Content starts
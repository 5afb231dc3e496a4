// Copyright (c) 2025 - Cowboy AI, Inc.
//! Purpose events
//!
//! Every projected purpose event is state-driven: the consumer recomputes the
//! winning version from the snapshot, whatever the event type. Only the first
//! generation `PurposeDeleted` is handled differently, as a plain tombstone.

use chrono::{DateTime, Utc};
use serde::Deserialize;
use uuid::Uuid;

use super::EventEnvelope;
use crate::domain::{Purpose, PurposeVersion, PurposeVersionState};
use crate::errors::ProjectionResult;

/// Generation-free purpose change
#[derive(Debug, Clone, PartialEq)]
pub enum PurposeUpdate {
    /// Derive the row from the snapshot
    Snapshot(Purpose),
    /// Purpose removed upstream; drop the row without fan-out
    Removal(Purpose),
}

#[derive(Debug, Clone, Deserialize)]
struct PurposePayloadV2 {
    purpose: Purpose,
}

/// Second generation purpose events
#[derive(Debug, Clone, PartialEq)]
pub enum PurposeEventV2 {
    PurposeActivated(Purpose),
    PurposeVersionActivated(Purpose),
    NewPurposeVersionActivated(Purpose),
    PurposeVersionSuspendedByConsumer(Purpose),
    PurposeVersionSuspendedByProducer(Purpose),
    PurposeVersionUnsuspendedByConsumer(Purpose),
    PurposeVersionUnsuspendedByProducer(Purpose),
    PurposeVersionOverQuotaUnsuspended(Purpose),
    PurposeArchived(Purpose),
    NoOp(String),
}

impl PurposeEventV2 {
    pub fn decode(envelope: &EventEnvelope) -> ProjectionResult<Self> {
        use PurposeEventV2::*;

        let snapshot =
            || -> ProjectionResult<Purpose> { Ok(envelope.payload::<PurposePayloadV2>()?.purpose) };

        Ok(match envelope.event_type.as_str() {
            "PurposeActivated" => PurposeActivated(snapshot()?),
            "PurposeVersionActivated" => PurposeVersionActivated(snapshot()?),
            "NewPurposeVersionActivated" => NewPurposeVersionActivated(snapshot()?),
            "PurposeVersionSuspendedByConsumer" => PurposeVersionSuspendedByConsumer(snapshot()?),
            "PurposeVersionSuspendedByProducer" => PurposeVersionSuspendedByProducer(snapshot()?),
            "PurposeVersionUnsuspendedByConsumer" => PurposeVersionUnsuspendedByConsumer(snapshot()?),
            "PurposeVersionUnsuspendedByProducer" => PurposeVersionUnsuspendedByProducer(snapshot()?),
            "PurposeVersionOverQuotaUnsuspended" => PurposeVersionOverQuotaUnsuspended(snapshot()?),
            "PurposeArchived" => PurposeArchived(snapshot()?),
            "PurposeAdded"
            | "DraftPurposeUpdated"
            | "PurposeWaitingForApproval"
            | "NewPurposeVersionWaitingForApproval"
            | "PurposeVersionRejected"
            | "DraftPurposeDeleted"
            | "WaitingForApprovalPurposeDeleted"
            | "WaitingForApprovalPurposeVersionDeleted"
            | "PurposeCloned" => NoOp(envelope.event_type.clone()),
            _ => return Err(envelope.unknown_type()),
        })
    }

    pub fn into_update(self) -> Option<PurposeUpdate> {
        use PurposeEventV2::*;

        match self {
            PurposeActivated(p)
            | PurposeVersionActivated(p)
            | NewPurposeVersionActivated(p)
            | PurposeVersionSuspendedByConsumer(p)
            | PurposeVersionSuspendedByProducer(p)
            | PurposeVersionUnsuspendedByConsumer(p)
            | PurposeVersionUnsuspendedByProducer(p)
            | PurposeVersionOverQuotaUnsuspended(p)
            | PurposeArchived(p) => Some(PurposeUpdate::Snapshot(p)),
            NoOp(_) => None,
        }
    }
}

#[derive(Debug, Clone, Copy, PartialEq, Eq, Deserialize)]
#[serde(rename_all = "SCREAMING_SNAKE_CASE")]
enum PurposeVersionStateV1 {
    Draft,
    Active,
    Suspended,
    Archived,
    WaitingForApproval,
    Rejected,
}

impl From<PurposeVersionStateV1> for PurposeVersionState {
    fn from(state: PurposeVersionStateV1) -> Self {
        match state {
            PurposeVersionStateV1::Draft => PurposeVersionState::Draft,
            PurposeVersionStateV1::Active => PurposeVersionState::Active,
            PurposeVersionStateV1::Suspended => PurposeVersionState::Suspended,
            PurposeVersionStateV1::Archived => PurposeVersionState::Archived,
            PurposeVersionStateV1::WaitingForApproval => PurposeVersionState::WaitingForApproval,
            PurposeVersionStateV1::Rejected => PurposeVersionState::Rejected,
        }
    }
}

#[derive(Debug, Clone, Deserialize)]
#[serde(rename_all = "camelCase")]
struct PurposeVersionV1 {
    id: Uuid,
    state: PurposeVersionStateV1,
    #[serde(with = "chrono::serde::ts_milliseconds")]
    created_at: DateTime<Utc>,
    #[serde(default)]
    daily_calls: u32,
}

#[derive(Debug, Clone, Deserialize)]
#[serde(rename_all = "camelCase")]
struct PurposeV1 {
    id: Uuid,
    eservice_id: Uuid,
    consumer_id: Uuid,
    #[serde(default)]
    title: String,
    #[serde(default)]
    versions: Vec<PurposeVersionV1>,
}

impl From<PurposeV1> for Purpose {
    fn from(v1: PurposeV1) -> Self {
        Purpose {
            id: v1.id,
            eservice_id: v1.eservice_id,
            consumer_id: v1.consumer_id,
            title: v1.title,
            versions: v1
                .versions
                .into_iter()
                .map(|v| PurposeVersion {
                    id: v.id,
                    state: v.state.into(),
                    created_at: v.created_at,
                    daily_calls: v.daily_calls,
                })
                .collect(),
        }
    }
}

#[derive(Debug, Clone, Deserialize)]
struct PurposePayloadV1 {
    purpose: PurposeV1,
}

/// First generation purpose events
#[derive(Debug, Clone, PartialEq)]
pub enum PurposeEventV1 {
    PurposeVersionActivated(Purpose),
    PurposeVersionSuspended(Purpose),
    PurposeVersionArchived(Purpose),
    PurposeUpdated(Purpose),
    PurposeVersionUpdated(Purpose),
    PurposeDeleted(Purpose),
    NoOp(String),
}

impl PurposeEventV1 {
    pub fn decode(envelope: &EventEnvelope) -> ProjectionResult<Self> {
        use PurposeEventV1::*;

        let snapshot = || -> ProjectionResult<Purpose> {
            Ok(envelope.payload::<PurposePayloadV1>()?.purpose.into())
        };

        Ok(match envelope.event_type.as_str() {
            "PurposeVersionActivated" => PurposeVersionActivated(snapshot()?),
            "PurposeVersionSuspended" => PurposeVersionSuspended(snapshot()?),
            "PurposeVersionArchived" => PurposeVersionArchived(snapshot()?),
            "PurposeUpdated" => PurposeUpdated(snapshot()?),
            "PurposeVersionUpdated" => PurposeVersionUpdated(snapshot()?),
            "PurposeDeleted" => PurposeDeleted(snapshot()?),
            "PurposeCreated"
            | "PurposeVersionCreated"
            | "PurposeVersionWaitedForApproval"
            | "PurposeVersionRejected"
            | "PurposeVersionDeleted" => NoOp(envelope.event_type.clone()),
            _ => return Err(envelope.unknown_type()),
        })
    }

    pub fn into_update(self) -> Option<PurposeUpdate> {
        use PurposeEventV1::*;

        match self {
            PurposeVersionActivated(p)
            | PurposeVersionSuspended(p)
            | PurposeVersionArchived(p)
            | PurposeUpdated(p)
            | PurposeVersionUpdated(p) => Some(PurposeUpdate::Snapshot(p)),
            PurposeDeleted(p) => Some(PurposeUpdate::Removal(p)),
            NoOp(_) => None,
        }
    }
}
Content ends
**Exercise requirements:**
Nothing in the records may be left out; copy them all exactly.

**Your solution:**
repository 5afb231dc3e496a4
// Copyright (c) 2025 - Cowboy AI, Inc.
//! Purpose events
//!
//! Every projected purpose event is state-driven: the consumer recomputes the
//! winning version from the snapshot, whatever the event type. Only the first
//! generation `PurposeDeleted` is handled differently, as a plain tombstone.

use chrono::{DateTime, Utc};
use serde::Deserialize;
use uuid::Uuid;

use super::EventEnvelope;
use crate::domain::{Purpose, PurposeVersion, PurposeVersionState};
use crate::errors::ProjectionResult;

/// Generation-free purpose change
#[derive(Debug, Clone, PartialEq)]
pub enum PurposeUpdate {
    /// Derive the row from the snapshot
    Snapshot(Purpose),
    /// Purpose removed upstream; drop the row without fan-out
    Removal(Purpose),
}

#[derive(Debug, Clone, Deserialize)]
struct PurposePayloadV2 {
    purpose: Purpose,
}

/// Second generation purpose events
#[derive(Debug, Clone, PartialEq)]
pub enum PurposeEventV2 {
    PurposeActivated(Purpose),
    PurposeVersionActivated(Purpose),
    NewPurposeVersionActivated(Purpose),
    PurposeVersionSuspendedByConsumer(Purpose),
    PurposeVersionSuspendedByProducer(Purpose),
    PurposeVersionUnsuspendedByConsumer(Purpose),
    PurposeVersionUnsuspendedByProducer(Purpose),
    PurposeVersionOverQuotaUnsuspended(Purpose),
    PurposeArchived(Purpose),
    NoOp(String),
}

impl PurposeEventV2 {
    pub fn decode(envelope: &EventEnvelope) -> ProjectionResult<Self> {
        use PurposeEventV2::*;

        let snapshot =
            || -> ProjectionResult<Purpose> { Ok(envelope.payload::<PurposePayloadV2>()?.purpose) };

        Ok(match envelope.event_type.as_str() {
            "PurposeActivated" => PurposeActivated(snapshot()?),
            "PurposeVersionActivated" => PurposeVersionActivated(snapshot()?),
            "NewPurposeVersionActivated" => NewPurposeVersionActivated(snapshot()?),
            "PurposeVersionSuspendedByConsumer" => PurposeVersionSuspendedByConsumer(snapshot()?),
            "PurposeVersionSuspendedByProducer" => PurposeVersionSuspendedByProducer(snapshot()?),
            "PurposeVersionUnsuspendedByConsumer" => PurposeVersionUnsuspendedByConsumer(snapshot()?),
            "PurposeVersionUnsuspendedByProducer" => PurposeVersionUnsuspendedByProducer(snapshot()?),
            "PurposeVersionOverQuotaUnsuspended" => PurposeVersionOverQuotaUnsuspended(snapshot()?),
            "PurposeArchived" => PurposeArchived(snapshot()?),
            "PurposeAdded"
            | "DraftPurposeUpdated"
            | "PurposeWaitingForApproval"
            | "NewPurposeVersionWaitingForApproval"
            | "PurposeVersionRejected"
            | "DraftPurposeDeleted"
            | "WaitingForApprovalPurposeDeleted"
            | "WaitingForApprovalPurposeVersionDeleted"
            | "PurposeCloned" => NoOp(envelope.event_type.clone()),
            _ => return Err(envelope.unknown_type()),
        })
    }

    pub fn into_update(self) -> Option<PurposeUpdate> {
        use PurposeEventV2::*;

        match self {
            PurposeActivated(p)
            | PurposeVersionActivated(p)
            | NewPurposeVersionActivated(p)
            | PurposeVersionSuspendedByConsumer(p)
            | PurposeVersionSuspendedByProducer(p)
            | PurposeVersionUnsuspendedByConsumer(p)
            | PurposeVersionUnsuspendedByProducer(p)
            | PurposeVersionOverQuotaUnsuspended(p)
            | PurposeArchived(p) => Some(PurposeUpdate::Snapshot(p)),
            NoOp(_) => None,
        }
    }
}

#[derive(Debug, Clone, Copy, PartialEq, Eq, Deserialize)]
#[serde(rename_all = "SCREAMING_SNAKE_CASE")]
enum PurposeVersionStateV1 {
    Draft,
    Active,
    Suspended,
    Archived,
    WaitingForApproval,
    Rejected,
}

impl From<PurposeVersionStateV1> for PurposeVersionState {
    fn from(state: PurposeVersionStateV1) -> Self {
        match state {
            PurposeVersionStateV1::Draft => PurposeVersionState::Draft,
            PurposeVersionStateV1::Active => PurposeVersionState::Active,
            PurposeVersionStateV1::Suspended => PurposeVersionState::Suspended,
            PurposeVersionStateV1::Archived => PurposeVersionState::Archived,
            PurposeVersionStateV1::WaitingForApproval => PurposeVersionState::WaitingForApproval,
            PurposeVersionStateV1::Rejected => PurposeVersionState::Rejected,
        }
    }
}

#[derive(Debug, Clone, Deserialize)]
#[serde(rename_all = "camelCase")]
struct PurposeVersionV1 {
    id: Uuid,
    state: PurposeVersionStateV1,
    #[serde(with = "chrono::serde::ts_milliseconds")]
    created_at: DateTime<Utc>,
    #[serde(default)]
    daily_calls: u32,
}

#[derive(Debug, Clone, Deserialize)]
#[serde(rename_all = "camelCase")]
struct PurposeV1 {
    id: Uuid,
    eservice_id: Uuid,
    consumer_id: Uuid,
    #[serde(default)]
    title: String,
    #[serde(default)]
    versions: Vec<PurposeVersionV1>,
}

impl From<PurposeV1> for Purpose {
    fn from(v1: PurposeV1) -> Self {
        Purpose {
            id: v1.id,
            eservice_id: v1.eservice_id,
            consumer_id: v1.consumer_id,
            title: v1.title,
            versions: v1
                .versions
                .into_iter()
                .map(|v| PurposeVersion {
                    id: v.id,
                    state: v.state.into(),
                    created_at: v.created_at,
                    daily_calls: v.daily_calls,
                })
                .collect(),
        }
    }
}

#[derive(Debug, Clone, Deserialize)]
struct PurposePayloadV1 {
    purpose: PurposeV1,
}

/// First generation purpose events
#[derive(Debug, Clone, PartialEq)]
pub enum PurposeEventV1 {
    PurposeVersionActivated(Purpose),
    PurposeVersionSuspended(Purpose),
    PurposeVersionArchived(Purpose),
    PurposeUpdated(Purpose),
    PurposeVersionUpdated(Purpose),
    PurposeDeleted(Purpose),
    NoOp(String),
}

impl PurposeEventV1 {
    pub fn decode(envelope: &EventEnvelope) -> ProjectionResult<Self> {
        use PurposeEventV1::*;

        let snapshot = || -> ProjectionResult<Purpose> {
            Ok(envelope.payload::<PurposePayloadV1>()?.purpose.into())
        };

        Ok(match envelope.event_type.as_str() {
            "PurposeVersionActivated" => PurposeVersionActivated(snapshot()?),
            "PurposeVersionSuspended" => PurposeVersionSuspended(snapshot()?),
            "PurposeVersionArchived" => PurposeVersionArchived(snapshot()?),
            "PurposeUpdated" => PurposeUpdated(snapshot()?),
            "PurposeVersionUpdated" => PurposeVersionUpdated(snapshot()?),
            "PurposeDeleted" => PurposeDeleted(snapshot()?),
            "PurposeCreated"
            | "PurposeVersionCreated"
            | "PurposeVersionWaitedForApproval"
            | "PurposeVersionRejected"
            | "PurposeVersionDeleted" => NoOp(envelope.event_type.clone()),
            _ => return Err(envelope.unknown_type()),
        })
    }

    pub fn into_update(self) -> Option<PurposeUpdate> {
        use PurposeEventV1::*;

        match self {
            PurposeVersionActivated(p)
            | PurposeVersionSuspended(p)
            | PurposeVersionArchived(p)
            | PurposeUpdated(p)
            | PurposeVersionUpdated(p) => Some(PurposeUpdate::Snapshot(p)),
            PurposeDeleted(p) => Some(PurposeUpdate::Removal(p)),
            NoOp(_) => None,
        }
    }
}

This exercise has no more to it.